### Data extract
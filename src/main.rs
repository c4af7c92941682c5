//! # Rambam Sky Command Line
//!
//! Prints the Kiddush HaChodesh positions of the Sun and Moon for a date:
//! a table plus an ASCII sky chart by default, JSON with `--json`, or one
//! line per day with `--days N`.

use anyhow::Context;
use chrono::{NaiveDate, Utc};
use clap::Parser;
use rambam_sky::engine::start_of_day;
use rambam_sky::renderer::{draw_ascii, render_series};
use rambam_sky::{AstronomicalConstants, PositionEngine};
use std::path::PathBuf;

/// Longest run `--days` accepts, one century.
const MAX_SERIES_DAYS: i64 = 36_525;

#[derive(Parser)]
#[command(name = "rambam-sky")]
#[command(about = "Sun and Moon positions from Rambam's Kiddush HaChodesh model")]
struct Cli {
    /// Date as YYYY-MM-DD (proleptic Gregorian, midnight UTC); defaults to today
    #[arg(long)]
    date: Option<String>,

    /// Print a run of this many consecutive days instead of a single table
    #[arg(long, value_parser = clap::value_parser!(u32).range(1..=MAX_SERIES_DAYS))]
    days: Option<u32>,

    /// Constants file; missing or invalid files fall back to Rambam's values
    #[arg(long)]
    config: Option<PathBuf>,

    /// Fail instead of falling back when the constants file is invalid
    #[arg(long, requires = "config")]
    strict: bool,

    /// Emit JSON instead of text
    #[arg(long)]
    json: bool,
}

fn parse_date(text: &str) -> anyhow::Result<NaiveDate> {
    NaiveDate::parse_from_str(text, "%Y-%m-%d")
        .with_context(|| format!("invalid date `{text}`, expected YYYY-MM-DD"))
}

fn load_constants(cli: &Cli) -> anyhow::Result<AstronomicalConstants> {
    match &cli.config {
        Some(path) if cli.strict => AstronomicalConstants::try_load_from_path(path)
            .with_context(|| format!("loading constants from {}", path.display())),
        Some(path) => Ok(AstronomicalConstants::load_from_path(path)),
        None => Ok(AstronomicalConstants::load()),
    }
}

/// Main application entry point.
fn main() -> anyhow::Result<()> {
    env_logger::Builder::from_env(env_logger::Env::default().default_filter_or("warn")).init();

    let cli = Cli::parse();

    let date = match &cli.date {
        Some(text) => parse_date(text)?,
        None => Utc::now().date_naive(),
    };
    let engine = PositionEngine::new(load_constants(&cli)?);
    log::debug!("rendering {date} against epoch {}", engine.constants().epoch.base_date);

    if let Some(days) = cli.days {
        let snapshots = engine.series(start_of_day(date), days);
        if cli.json {
            println!("{}", serde_json::to_string_pretty(&snapshots)?);
        } else {
            print!("{}", render_series(date, &snapshots));
        }
        return Ok(());
    }

    let snapshot = engine.snapshot_on(date);
    if cli.json {
        println!("{}", serde_json::to_string_pretty(&snapshot)?);
    } else {
        println!("{date}\n");
        draw_ascii(&snapshot);
    }

    Ok(())
}

#[cfg(test)]
mod tests {
    use super::*;

    #[test]
    fn parses_iso_dates() {
        assert_eq!(
            parse_date("1177-04-03").unwrap(),
            NaiveDate::from_ymd_opt(1177, 4, 3).unwrap()
        );
        assert!(parse_date("03/04/1177").is_err());
        assert!(parse_date("2024-02-30").is_err());
    }

    #[test]
    fn cli_accepts_all_flags() {
        let cli = Cli::try_parse_from([
            "rambam-sky",
            "--date",
            "2024-03-11",
            "--days",
            "30",
            "--config",
            "sky.toml",
            "--strict",
            "--json",
        ])
        .unwrap();
        assert_eq!(cli.date.as_deref(), Some("2024-03-11"));
        assert_eq!(cli.days, Some(30));
        assert!(cli.strict && cli.json);
    }

    #[test]
    fn days_are_bounded() {
        let longest = MAX_SERIES_DAYS.to_string();
        let cli = Cli::try_parse_from(["rambam-sky", "--days", longest.as_str()]).unwrap();
        assert_eq!(cli.days, Some(36_525));

        assert!(Cli::try_parse_from(["rambam-sky", "--days", "0"]).is_err());
        assert!(Cli::try_parse_from(["rambam-sky", "--days", "36526"]).is_err());
        assert!(Cli::try_parse_from(["rambam-sky", "--days", "4000000000"]).is_err());
    }

    #[test]
    fn strict_needs_a_config_path() {
        assert!(Cli::try_parse_from(["rambam-sky", "--strict"]).is_err());
    }
}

### Your goal
Repeat exactly, please, each line from the beginning of the data through the line with "use clap::Parser;" in it, and only those lines.

### Answer below
filename src/main.rs
repository c4af7c92941682c5
//! # Rambam Sky Command Line
//!
//! Prints the Kiddush HaChodesh positions of the Sun and Moon for a date:
//! a table plus an ASCII sky chart by default, JSON with `--json`, or one
//! line per day with `--days N`.

use anyhow::Context;
use chrono::{NaiveDate, Utc};
use clap::Parser;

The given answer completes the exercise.